On-demand webinar
How to avoid schoolification in the Early Years

Dr Stella Louis
Dr Stella Louis is a freelance early years consultant, trainer and author. She provides training and consultancy for individual nursery settings, parents, etc.
Dr Stella Louis is a freelance early years consultant, trainer and author working with individual nursery settings, parents, nursery schools, local authorities, government departments and charities. She provides training and consultancy and is particularly interested in observation and its part in developing learning, especially through children’s schemas.

Julia Manning-Morton
Consultant, trainer, and author
Julia Manning-Morton is an Early Years consultant with over 40 years experience. She has been a practitioner, manager, adviser and inspector across a range of settings for children aged 0-7 years, as well a lecturer in Early Childhood Studies.
Play is recognised as a fundamental, child-led process that integrates all aspects of children's development, learning, and well-being. Both Dr Stella Louis and Julia Manning-Morton emphasise that play belongs to children.
Schematic behaviour is a critical stage of learning that is frequently misunderstood or mislabelled as misbehaviour by adults.
Stella illustrates how understanding schemas, like rotation or connection, helps educators and parents make sense of children's actions.
Parents are identified as children's first and most important educators, and a two-way partnership between home and setting is essential. Educators should value parental observations as much as they do their own, rather than positioning themselves as the sole experts.
A key professional skill is the ability to pause and observe before intervening in a child's play, described as being "outwardly passive, but inwardly active."
Educators are cautioned against stepping in too early, which can disrupt the child's own learning process.

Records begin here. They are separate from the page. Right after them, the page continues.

use thiserror::Error;

/// Unified error type for the entire portfolio-tracker-core library.
/// Every public fallible function returns `Result<T, CoreError>`.
#[derive(Debug, Error)]
pub enum CoreError {
    // ── Boundary validation ─────────────────────────────────────────
    #[error("Holding validation failed: {0}")]
    Validation(String),

    #[error("Holding not found: {0}")]
    HoldingNotFound(String),

    // ── Market data / Network ───────────────────────────────────────
    #[error("Market data error ({provider}): {message}")]
    MarketData {
        provider: String,
        message: String,
    },

    #[error("Network error: {0}")]
    Network(String),

    #[error("No quote provider registered")]
    NoProvider,

    // ── External store ──────────────────────────────────────────────
    #[error("Persistence error: {0}")]
    Persistence(String),

    // ── Serialization ───────────────────────────────────────────────
    #[error("Serialization error: {0}")]
    Serialization(String),

    #[error("Deserialization error: {0}")]
    Deserialization(String),
}

// ── Conversion helpers (From impls) ─────────────────────────────────

impl From<serde_json::Error> for CoreError {
    fn from(e: serde_json::Error) -> Self {
        CoreError::Deserialization(e.to_string())
    }
}

impl From<reqwest::Error> for CoreError {
    fn from(e: reqwest::Error) -> Self {
        // Sanitize error message: strip query parameters from URLs to prevent
        // API key leakage. reqwest errors often contain full URLs with secrets.
        let msg = e.to_string();
        let sanitized = if let Some(idx) = msg.find('?') {
            format!("{}?<query redacted>", &msg[..idx])
        } else {
            msg
        };
        CoreError::Network(sanitized)
    }
}
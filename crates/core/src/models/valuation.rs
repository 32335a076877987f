use serde::{Deserialize, Serialize};
use uuid::Uuid;

/// Outcome of valuing one holding against the current quote snapshot.
///
/// Figures exist only in the `Matched` variant: an unmatched holding has
/// no numbers at all rather than zeros, which would misleadingly read as
/// a computed break-even.
#[derive(Debug, Clone, PartialEq, Serialize, Deserialize)]
#[serde(tag = "status")]
pub enum ValuationStatus {
    /// A quote was found for the holding's symbol.
    Matched {
        /// `average_price × quantity`
        invested: f64,
        /// `quote price × quantity`
        current_value: f64,
        /// `current_value − invested`
        gain: f64,
        /// `(quote price − average_price) / average_price × 100`
        gain_percentage: f64,
        /// The quote price the figures were computed from
        price: f64,
        /// Display name from the quote, when the provider supplied one
        display_name: Option<String>,
    },
    /// No quote for the holding's symbol in the current snapshot.
    Unmatched,
    /// The holding's stored data violates the positivity invariants
    /// (possible only through corrupt external data). Excluded from
    /// totals, flagged for the caller.
    Invalid,
}

/// The computed financial outcome for a single holding.
#[derive(Debug, Clone, PartialEq, Serialize, Deserialize)]
pub struct Valuation {
    pub holding_id: Uuid,
    pub symbol: String,
    pub quantity: u32,
    pub average_price: f64,
    pub status: ValuationStatus,
}

impl Valuation {
    pub fn is_matched(&self) -> bool {
        matches!(self.status, ValuationStatus::Matched { .. })
    }

    /// The gain figure, if this valuation is matched.
    pub fn gain(&self) -> Option<f64> {
        match &self.status {
            ValuationStatus::Matched { gain, .. } => Some(*gain),
            _ => None,
        }
    }

    /// The invested amount, if this valuation is matched.
    pub fn invested(&self) -> Option<f64> {
        match &self.status {
            ValuationStatus::Matched { invested, .. } => Some(*invested),
            _ => None,
        }
    }

    /// The current market value, if this valuation is matched.
    pub fn current_value(&self) -> Option<f64> {
        match &self.status {
            ValuationStatus::Matched { current_value, .. } => Some(*current_value),
            _ => None,
        }
    }
}

/// Aggregated valuation across all matched holdings.
///
/// Totals are a commutative fold over `Matched` valuations only;
/// unmatched and invalid holdings are counted but contribute nothing.
#[derive(Debug, Clone, PartialEq, Serialize, Deserialize)]
pub struct PortfolioSummary {
    pub total_invested: f64,
    pub total_current_value: f64,

    /// `total_current_value − total_invested`
    pub total_gain: f64,

    /// `(total_gain / total_invested) × 100`, or `0.0` when nothing
    /// matched (never a division by zero)
    pub total_gain_percentage: f64,

    /// Holdings that contributed to the totals
    pub matched: usize,

    /// Holdings excluded from the totals (no quote, or invalid data)
    pub unmatched: usize,
}

/// One recomputed pass over a user's portfolio: every holding's valuation
/// plus the aggregated totals, produced together from the same snapshot.
#[derive(Debug, Clone, PartialEq, Serialize, Deserialize)]
pub struct PortfolioView {
    pub valuations: Vec<Valuation>,
    pub summary: PortfolioSummary,
}
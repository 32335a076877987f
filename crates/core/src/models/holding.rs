use chrono::{DateTime, Utc};
use serde::{Deserialize, Serialize};
use uuid::Uuid;

use crate::errors::CoreError;
use super::quote::normalize_symbol;

/// A user's recorded position in a financial instrument.
///
/// Holdings are owned by the external store; the engine treats them as
/// immutable input per computation pass. Construction enforces the field
/// constraints, so a `Holding` that exists is arithmetically safe:
/// `quantity > 0` and `average_price > 0` always hold.
#[derive(Debug, Clone, PartialEq, Serialize, Deserialize)]
pub struct Holding {
    /// Unique identifier
    pub id: Uuid,

    /// Owner the holding belongs to (store queries filter by this)
    pub owner_id: String,

    /// Ticker symbol, normalized (uppercased) on construction
    /// (e.g., "PETR4", "MXRF11", "AAPL")
    pub symbol: String,

    /// Number of units held (whole shares/quotas, strictly positive)
    pub quantity: u32,

    /// Average acquisition price per unit (strictly positive)
    pub average_price: f64,

    /// Creation timestamp — listings are ordered newest-first by this
    pub created_at: DateTime<Utc>,
}

impl Holding {
    /// Create a validated holding. Rejects empty symbols, zero quantity and
    /// non-positive or non-finite average prices so that invalid values
    /// never reach valuation arithmetic.
    pub fn new(
        owner_id: impl Into<String>,
        symbol: impl Into<String>,
        quantity: u32,
        average_price: f64,
    ) -> Result<Self, CoreError> {
        let symbol = symbol.into();
        if symbol.trim().is_empty() {
            return Err(CoreError::Validation(
                "Holding symbol must not be empty".into(),
            ));
        }
        if quantity == 0 {
            return Err(CoreError::Validation(
                "Holding quantity must be positive".into(),
            ));
        }
        if !average_price.is_finite() || average_price <= 0.0 {
            return Err(CoreError::Validation(format!(
                "Holding average price must be positive and finite, got {average_price}"
            )));
        }

        Ok(Self {
            id: Uuid::new_v4(),
            owner_id: owner_id.into(),
            symbol: normalize_symbol(&symbol),
            quantity,
            average_price,
            created_at: Utc::now(),
        })
    }
}

/// Partial update applied to a stored holding. `None` fields are left as-is.
///
/// The same positivity constraints as [`Holding::new`] apply to the changed
/// fields; the store validates before persisting.
#[derive(Debug, Clone, Default, Serialize, Deserialize)]
pub struct HoldingPatch {
    pub symbol: Option<String>,
    pub quantity: Option<u32>,
    pub average_price: Option<f64>,
}

impl HoldingPatch {
    /// Apply the patch to a holding, re-running field validation.
    pub fn apply_to(&self, holding: &Holding) -> Result<Holding, CoreError> {
        let mut updated = Holding::new(
            holding.owner_id.clone(),
            self.symbol.clone().unwrap_or_else(|| holding.symbol.clone()),
            self.quantity.unwrap_or(holding.quantity),
            self.average_price.unwrap_or(holding.average_price),
        )?;
        // Identity and creation time survive the update
        updated.id = holding.id;
        updated.created_at = holding.created_at;
        Ok(updated)
    }
}
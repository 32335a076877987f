use chrono::NaiveDate;
use serde::{Deserialize, Serialize};

/// An external benchmark interest rate (e.g., SELIC) displayed alongside
/// the portfolio. Not part of valuation math.
#[derive(Debug, Clone, PartialEq, Serialize, Deserialize)]
pub struct ReferenceRate {
    /// Annualized rate in percent (e.g., 10.5 for 10.5% p.a.)
    pub value: f64,

    /// The date the rate took effect
    pub effective_date: NaiveDate,
}
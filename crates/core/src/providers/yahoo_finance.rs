use async_trait::async_trait;
use chrono::Utc;
use log::debug;
use std::collections::BTreeSet;

use crate::errors::CoreError;
use crate::models::quote::Quote;
use super::traits::QuoteProvider;

/// Yahoo Finance quote provider, used as fallback when brapi is down.
///
/// - **Free**: No API key required.
/// - **Coverage**: Global equities, ETFs, indices, mutual funds.
///
/// Uses the `yahoo_finance_api` crate which wraps Yahoo Finance's public
/// endpoints. The API quotes one symbol per request, so the symbol set is
/// fetched sequentially; a symbol that fails individually is treated as
/// absent (partial result). Only a fetch that yields nothing while every
/// request errored counts as a provider failure.
pub struct YahooFinanceProvider {
    connector: yahoo_finance_api::YahooConnector,
}

impl YahooFinanceProvider {
    pub fn new() -> Result<Self, CoreError> {
        let connector = yahoo_finance_api::YahooConnector::new()
            .map_err(|e| CoreError::MarketData {
                provider: "Yahoo Finance".into(),
                message: format!("Failed to create connector: {e}"),
            })?;
        Ok(Self { connector })
    }
}

#[async_trait]
impl QuoteProvider for YahooFinanceProvider {
    fn name(&self) -> &str {
        "Yahoo Finance"
    }

    async fn fetch_quotes(&self, symbols: &BTreeSet<String>) -> Result<Vec<Quote>, CoreError> {
        let mut quotes = Vec::with_capacity(symbols.len());
        let mut last_failure: Option<String> = None;

        for symbol in symbols {
            let close = match self.connector.get_latest_quotes(symbol, "1d").await {
                Ok(resp) => match resp.last_quote() {
                    Ok(q) => q.close,
                    Err(e) => {
                        debug!("Yahoo Finance: no quote data for {symbol}: {e}");
                        last_failure = Some(format!("No quote data for {symbol}: {e}"));
                        continue;
                    }
                },
                Err(e) => {
                    debug!("Yahoo Finance: fetch failed for {symbol}: {e}");
                    last_failure = Some(format!("Fetch failed for {symbol}: {e}"));
                    continue;
                }
            };

            quotes.push(Quote {
                symbol: symbol.clone(),
                display_name: None,
                price: close,
                fetched_at: Utc::now(),
            });
        }

        // Every symbol failed: report a provider failure instead of an
        // empty success, which would replace a good snapshot with nothing.
        if quotes.is_empty() && !symbols.is_empty() {
            if let Some(message) = last_failure {
                return Err(CoreError::MarketData {
                    provider: "Yahoo Finance".into(),
                    message,
                });
            }
        }

        Ok(quotes)
    }
}
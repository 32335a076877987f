pub mod registry;
pub mod traits;

// API provider implementations
pub mod bcb;
pub mod brapi;
pub mod yahoo_finance;
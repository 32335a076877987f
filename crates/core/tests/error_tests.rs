// ═══════════════════════════════════════════════════════════════════
// Error Tests — CoreError variants, Display formatting, From impls
// ═══════════════════════════════════════════════════════════════════

use portfolio_tracker_core::errors::CoreError;

// ── Display formatting ──────────────────────────────────────────────

mod display {
    use super::*;

    #[test]
    fn validation() {
        let err = CoreError::Validation("quantity must be positive".into());
        assert_eq!(
            err.to_string(),
            "Holding validation failed: quantity must be positive"
        );
    }

    #[test]
    fn holding_not_found() {
        let err = CoreError::HoldingNotFound("abc-123".into());
        assert_eq!(err.to_string(), "Holding not found: abc-123");
    }

    #[test]
    fn market_data() {
        let err = CoreError::MarketData {
            provider: "brapi".into(),
            message: "rate limited".into(),
        };
        assert_eq!(err.to_string(), "Market data error (brapi): rate limited");
    }

    #[test]
    fn market_data_empty_provider() {
        let err = CoreError::MarketData {
            provider: String::new(),
            message: "unknown".into(),
        };
        assert_eq!(err.to_string(), "Market data error (): unknown");
    }

    #[test]
    fn network() {
        let err = CoreError::Network("connection refused".into());
        assert_eq!(err.to_string(), "Network error: connection refused");
    }

    #[test]
    fn no_provider() {
        assert_eq!(
            CoreError::NoProvider.to_string(),
            "No quote provider registered"
        );
    }

    #[test]
    fn persistence() {
        let err = CoreError::Persistence("row locked".into());
        assert_eq!(err.to_string(), "Persistence error: row locked");
    }

    #[test]
    fn serialization() {
        let err = CoreError::Serialization("buffer overflow".into());
        assert_eq!(err.to_string(), "Serialization error: buffer overflow");
    }

    #[test]
    fn deserialization() {
        let err = CoreError::Deserialization("unexpected EOF".into());
        assert_eq!(err.to_string(), "Deserialization error: unexpected EOF");
    }
}

// ── From impls ──────────────────────────────────────────────────────

mod conversions {
    use super::*;

    #[test]
    fn from_serde_json() {
        let parse_err = serde_json::from_str::<serde_json::Value>("{not json").unwrap_err();
        let err: CoreError = parse_err.into();
        match err {
            CoreError::Deserialization(_) => {}
            other => panic!("Expected Deserialization, got {:?}", other),
        }
    }

    #[test]
    fn error_is_send_and_sync() {
        fn assert_send_sync<T: Send + Sync>() {}
        assert_send_sync::<CoreError>();
    }
}
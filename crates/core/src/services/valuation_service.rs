use log::warn;

use crate::models::holding::Holding;
use crate::models::quote::{Quote, QuoteSnapshot};
use crate::models::valuation::{Valuation, ValuationStatus};

/// Matches holdings to quotes and computes per-holding valuation figures.
///
/// Pure business logic — no I/O, no shared state. The full valuation set is
/// recomputed on every pass; there is no incremental patching that could
/// drift from a from-scratch computation.
pub struct ValuationService;

impl ValuationService {
    pub fn new() -> Self {
        Self
    }

    /// Reconcile each holding against the quote snapshot and value it.
    ///
    /// Matching is by normalized symbol (the snapshot index makes each
    /// lookup O(1)). Holdings without a quote come back `Unmatched` — still
    /// present in the result so callers can show them, carrying no figures.
    pub fn reconcile_and_value(
        &self,
        holdings: &[Holding],
        snapshot: &QuoteSnapshot,
    ) -> Vec<Valuation> {
        holdings
            .iter()
            .map(|h| self.value_holding(h, snapshot.get(&h.symbol)))
            .collect()
    }

    /// Value a single holding against its matched quote, if any.
    ///
    /// Construction guarantees `quantity > 0` and `average_price > 0`, so
    /// the gain-percentage division is always defined. Should corrupt data
    /// get past that boundary anyway (hand-built JSON, a broken store), the
    /// holding is flagged `Invalid` and excluded — figures are never
    /// computed from it, so no NaN or infinity can reach the aggregator.
    pub fn value_holding(&self, holding: &Holding, quote: Option<&Quote>) -> Valuation {
        let status = match quote {
            _ if holding.quantity == 0
                || !holding.average_price.is_finite()
                || holding.average_price <= 0.0 =>
            {
                warn!(
                    "holding {} ({}) violates positivity invariants \
                     (quantity={}, average_price={}); excluding from valuation",
                    holding.id, holding.symbol, holding.quantity, holding.average_price
                );
                ValuationStatus::Invalid
            }
            None => ValuationStatus::Unmatched,
            Some(quote) => {
                let quantity = f64::from(holding.quantity);
                let invested = holding.average_price * quantity;
                let current_value = quote.price * quantity;
                ValuationStatus::Matched {
                    invested,
                    current_value,
                    gain: current_value - invested,
                    gain_percentage: (quote.price - holding.average_price)
                        / holding.average_price
                        * 100.0,
                    price: quote.price,
                    display_name: quote.display_name.clone(),
                }
            }
        };

        Valuation {
            holding_id: holding.id,
            symbol: holding.symbol.clone(),
            quantity: holding.quantity,
            average_price: holding.average_price,
            status,
        }
    }
}

impl Default for ValuationService {
    fn default() -> Self {
        Self::new()
    }
}
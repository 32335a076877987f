use async_trait::async_trait;
use chrono::Utc;
use log::debug;
use reqwest::Client;
use serde::Deserialize;
use std::collections::BTreeSet;
use std::time::Duration;

use crate::errors::CoreError;
use crate::models::quote::Quote;
use super::traits::QuoteProvider;

const BASE_URL: &str = "https://brapi.dev/api";

/// brapi.dev quote provider for B3-listed instruments.
///
/// - **Free tier**: works without a token; a token raises rate limits.
/// - **Coverage**: B3 stocks, FIIs, BDRs (PETR4, MXRF11, ...).
/// - **Batch**: one request covers the whole symbol set
///   (`/quote/PETR4,MXRF11`).
///
/// Symbols the API does not know are simply absent from `results` —
/// that is a partial result, not an error.
pub struct BrapiProvider {
    client: Client,
    token: Option<String>,
}

impl BrapiProvider {
    pub fn new(token: Option<String>) -> Self {
        let builder = Client::builder().timeout(Duration::from_secs(30));
        Self {
            client: builder.build().unwrap_or_else(|_| Client::new()),
            token,
        }
    }
}

// ── brapi API response types ────────────────────────────────────────

#[derive(Deserialize)]
struct QuoteListResponse {
    #[serde(default)]
    results: Vec<BrapiQuote>,
}

#[derive(Deserialize)]
struct BrapiQuote {
    symbol: String,
    #[serde(rename = "shortName")]
    short_name: Option<String>,
    #[serde(rename = "regularMarketPrice")]
    regular_market_price: Option<f64>,
}

#[async_trait]
impl QuoteProvider for BrapiProvider {
    fn name(&self) -> &str {
        "brapi"
    }

    async fn fetch_quotes(&self, symbols: &BTreeSet<String>) -> Result<Vec<Quote>, CoreError> {
        if symbols.is_empty() {
            return Ok(Vec::new());
        }

        let list = symbols.iter().cloned().collect::<Vec<_>>().join(",");
        let mut url = format!("{BASE_URL}/quote/{list}");
        if let Some(token) = &self.token {
            url.push_str(&format!("?token={token}"));
        }

        let response = self.client.get(&url).send().await?;
        if !response.status().is_success() {
            return Err(CoreError::MarketData {
                provider: "brapi".into(),
                message: format!("Quote request failed with HTTP {}", response.status()),
            });
        }

        let body: QuoteListResponse =
            response.json().await.map_err(|e| CoreError::MarketData {
                provider: "brapi".into(),
                message: format!("Failed to parse quote response: {e}"),
            })?;

        let fetched_at = Utc::now();
        let quotes: Vec<Quote> = body
            .results
            .into_iter()
            .filter_map(|q| {
                // Entries without a market price (suspended listings etc.)
                // count as absent, same as unknown symbols.
                let price = match q.regular_market_price {
                    Some(p) => p,
                    None => {
                        debug!("brapi: no market price for {}", q.symbol);
                        return None;
                    }
                };
                Some(Quote {
                    symbol: q.symbol,
                    display_name: q.short_name,
                    price,
                    fetched_at,
                })
            })
            .collect();

        Ok(quotes)
    }
}
//! Fluent tree construction (spec.md §2 "Builders (\"crafters\")").
//!
//! ```
//! # use command_dispatch::builder::{literal, argument, ArgumentBuilder};
//! # use command_dispatch::arguments::integer::IntegerArgumentType;
//! let _tree = literal::<()>("kick")
//!     .then(argument("id", IntegerArgumentType::bounded(0, 100)).executes(|ctx| {
//!         Ok(*ctx.get::<i32>("id").unwrap())
//!     }));
//! ```

use std::sync::Arc;

use parking_lot::RwLock;

use crate::arguments::ArgumentType;
use crate::context::CommandContext;
use crate::errors::CommandSyntaxError;
use crate::tree::{Command, CommandNode, NodeRef, RedirectModifier, Requirement, SuggestionProvider};

/// Shared chain methods over the two concrete builder kinds
/// ([`LiteralArgumentBuilder`], [`RequiredArgumentBuilder`]).
///
/// Each method consumes and returns `Self`, matching the teacher's
/// builder-chaining idiom elsewhere in this crate's ancestry.
pub trait ArgumentBuilder<S>: Sized {
    #[doc(hidden)]
    fn children_mut(&mut self) -> &mut Vec<NodeRef<S>>;
    #[doc(hidden)]
    fn command_mut(&mut self) -> &mut Option<Command<S>>;
    #[doc(hidden)]
    fn requirement_mut(&mut self) -> &mut Requirement<S>;
    #[doc(hidden)]
    fn redirect_mut(&mut self) -> &mut Option<NodeRef<S>>;
    #[doc(hidden)]
    fn modifier_mut(&mut self) -> &mut Option<RedirectModifier<S>>;
    #[doc(hidden)]
    fn forks_mut(&mut self) -> &mut bool;

    /// Finalizes this builder into a tree node.
    fn build(self) -> NodeRef<S>;

    /// Attaches `child` as a subtree under this node.
    ///
    /// # Panics
    ///
    /// Panics if this builder already has a redirect target set
    /// (invariant I4: a redirecting node has no children).
    fn then(mut self, child: impl ArgumentBuilder<S>) -> Self {
        assert!(
            self.redirect_mut().is_none(),
            "cannot add children to a node that redirects"
        );
        let node = child.build();
        self.children_mut().push(node);
        self
    }

    /// Attaches a leaf handler.
    fn executes(
        mut self,
        command: impl Fn(&CommandContext<S>) -> Result<i32, CommandSyntaxError> + Send + Sync + 'static,
    ) -> Self {
        *self.command_mut() = Some(Arc::new(command));
        self
    }

    /// Gates this node behind a `source -> bool` predicate.
    fn requires(mut self, requirement: impl Fn(&S) -> bool + Send + Sync + 'static) -> Self {
        *self.requirement_mut() = Arc::new(requirement);
        self
    }

    /// Redirects parsing to `target` instead of descending into children.
    ///
    /// # Panics
    ///
    /// Panics if this builder already has children attached.
    fn redirect(self, target: NodeRef<S>) -> Self {
        self.redirect_with_modifier(target, None)
    }

    /// As [`Self::redirect`], additionally transforming the source set
    /// via `modifier` (spec.md §4.4).
    ///
    /// # Panics
    ///
    /// Panics if this builder already has children attached.
    fn redirect_with_modifier(mut self, target: NodeRef<S>, modifier: Option<RedirectModifier<S>>) -> Self {
        assert!(
            self.children_mut().is_empty(),
            "cannot both redirect and add children"
        );
        *self.redirect_mut() = Some(target);
        *self.modifier_mut() = modifier;
        self
    }

    /// As [`Self::redirect_with_modifier`], additionally marking this
    /// node as forking: `modifier` may return any number of sources,
    /// each executed independently with errors suppressed.
    ///
    /// # Panics
    ///
    /// Panics if this builder already has children attached.
    fn fork(self, target: NodeRef<S>, modifier: RedirectModifier<S>) -> Self {
        let mut built = self.redirect_with_modifier(target, Some(modifier));
        *built.forks_mut() = true;
        built
    }
}

/// Builds a literal (fixed-keyword) node.
pub struct LiteralArgumentBuilder<S> {
    literal: String,
    children: Vec<NodeRef<S>>,
    command: Option<Command<S>>,
    requirement: Requirement<S>,
    redirect: Option<NodeRef<S>>,
    modifier: Option<RedirectModifier<S>>,
    forks: bool,
}

impl<S> LiteralArgumentBuilder<S> {
    /// Starts building a literal node matching exactly `name`.
    #[must_use]
    pub fn new(name: impl Into<String>) -> Self {
        Self {
            literal: name.into(),
            children: Vec::new(),
            command: None,
            requirement: Arc::new(|_| true),
            redirect: None,
            modifier: None,
            forks: false,
        }
    }

    /// The literal text this builder matches.
    #[must_use]
    pub fn literal_text(&self) -> &str {
        &self.literal
    }
}

impl<S: 'static> ArgumentBuilder<S> for LiteralArgumentBuilder<S> {
    fn children_mut(&mut self) -> &mut Vec<NodeRef<S>> {
        &mut self.children
    }

    fn command_mut(&mut self) -> &mut Option<Command<S>> {
        &mut self.command
    }

    fn requirement_mut(&mut self) -> &mut Requirement<S> {
        &mut self.requirement
    }

    fn redirect_mut(&mut self) -> &mut Option<NodeRef<S>> {
        &mut self.redirect
    }

    fn modifier_mut(&mut self) -> &mut Option<RedirectModifier<S>> {
        &mut self.modifier
    }

    fn forks_mut(&mut self) -> &mut bool {
        &mut self.forks
    }

    fn build(self) -> NodeRef<S> {
        let mut node = CommandNode::new_literal(self.literal);
        node.command = self.command;
        node.requirement = self.requirement;
        node.redirect = self.redirect;
        node.modifier = self.modifier;
        node.forks = self.forks;
        let node_ref: NodeRef<S> = Arc::new(RwLock::new(node));
        for child in self.children {
            node_ref.write().add_child(child);
        }
        node_ref
    }
}

/// Builds a typed-argument node.
pub struct RequiredArgumentBuilder<S, A> {
    name: String,
    argument_type: A,
    suggestion_provider: Option<SuggestionProvider<S>>,
    children: Vec<NodeRef<S>>,
    command: Option<Command<S>>,
    requirement: Requirement<S>,
    redirect: Option<NodeRef<S>>,
    modifier: Option<RedirectModifier<S>>,
    forks: bool,
}

impl<S, A> RequiredArgumentBuilder<S, A>
where
    A: ArgumentType<S>,
{
    /// Starts building an argument node named `name`, parsed by
    /// `argument_type`.
    #[must_use]
    pub fn new(name: impl Into<String>, argument_type: A) -> Self {
        Self {
            name: name.into(),
            argument_type,
            suggestion_provider: None,
            children: Vec::new(),
            command: None,
            requirement: Arc::new(|_| true),
            redirect: None,
            modifier: None,
            forks: false,
        }
    }

    /// Overrides completion behavior with a custom provider instead of
    /// the argument type's own `list_suggestions`.
    #[must_use]
    pub fn suggests(mut self, provider: SuggestionProvider<S>) -> Self {
        self.suggestion_provider = Some(provider);
        self
    }
}

impl<S: 'static, A: ArgumentType<S>> ArgumentBuilder<S> for RequiredArgumentBuilder<S, A> {
    fn children_mut(&mut self) -> &mut Vec<NodeRef<S>> {
        &mut self.children
    }

    fn command_mut(&mut self) -> &mut Option<Command<S>> {
        &mut self.command
    }

    fn requirement_mut(&mut self) -> &mut Requirement<S> {
        &mut self.requirement
    }

    fn redirect_mut(&mut self) -> &mut Option<NodeRef<S>> {
        &mut self.redirect
    }

    fn modifier_mut(&mut self) -> &mut Option<RedirectModifier<S>> {
        &mut self.modifier
    }

    fn forks_mut(&mut self) -> &mut bool {
        &mut self.forks
    }

    fn build(self) -> NodeRef<S> {
        let mut node = CommandNode::new_argument(
            self.name,
            Box::new(self.argument_type),
            self.suggestion_provider,
        );
        node.command = self.command;
        node.requirement = self.requirement;
        node.redirect = self.redirect;
        node.modifier = self.modifier;
        node.forks = self.forks;
        let node_ref: NodeRef<S> = Arc::new(RwLock::new(node));
        for child in self.children {
            node_ref.write().add_child(child);
        }
        node_ref
    }
}

/// Starts a literal-node builder. The usual entry point for a command
/// tree's root-level keywords.
#[must_use]
pub fn literal<S>(name: impl Into<String>) -> LiteralArgumentBuilder<S> {
    LiteralArgumentBuilder::new(name)
}

/// Starts an argument-node builder for a typed slot named `name`.
#[must_use]
pub fn argument<S, A: ArgumentType<S>>(name: impl Into<String>, argument_type: A) -> RequiredArgumentBuilder<S, A> {
    RequiredArgumentBuilder::new(name, argument_type)
}

#[cfg(test)]
mod tests {
    use super::{argument, literal, ArgumentBuilder};
    use crate::arguments::integer::IntegerArgumentType;

    #[test]
    fn then_attaches_a_child_in_insertion_order() {
        let node = literal::<()>("root")
            .then(literal("a"))
            .then(literal("b"))
            .build();
        let names: Vec<String> = node.read().children().map(|c| c.read().name().to_owned()).collect();
        assert_eq!(names, vec!["a", "b"]);
    }

    #[test]
    fn executes_attaches_a_handler() {
        let node = literal::<()>("ping").executes(|_ctx| Ok(7)).build();
        assert!(node.read().command.is_some());
    }

    #[test]
    #[should_panic(expected = "redirects")]
    fn then_after_redirect_panics() {
        let target = literal::<()>("root").build();
        let _ = literal::<()>("alias").redirect(target).then(literal("x"));
    }

    #[test]
    fn argument_builder_builds_a_typed_node() {
        let node = argument::<(), _>("id", IntegerArgumentType::bounded(0, 10)).build();
        assert_eq!(node.read().name(), "id");
        assert_eq!(node.read().usage_text(), "<id>");
    }
}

Care events and yes spaces are positioned as foundational to the play and development of infants and toddlers. Julia highlights that interference is especially common with very young children and that allowing struggle supports mastery, autonomy, and the dispositions for lifelong learning.
There is a shared concern about increasing top-down, outcomes-based pressures that downgrade play in favour of adult-led, curriculum-heavy approaches. Instead, we should provide a play-based curriculum and support children to set their own outcomes through natural curiosity.
Both Stella and Julia express worry that schoolification and not understanding the importance of play are compromising children's well-being and positive learning dispositions.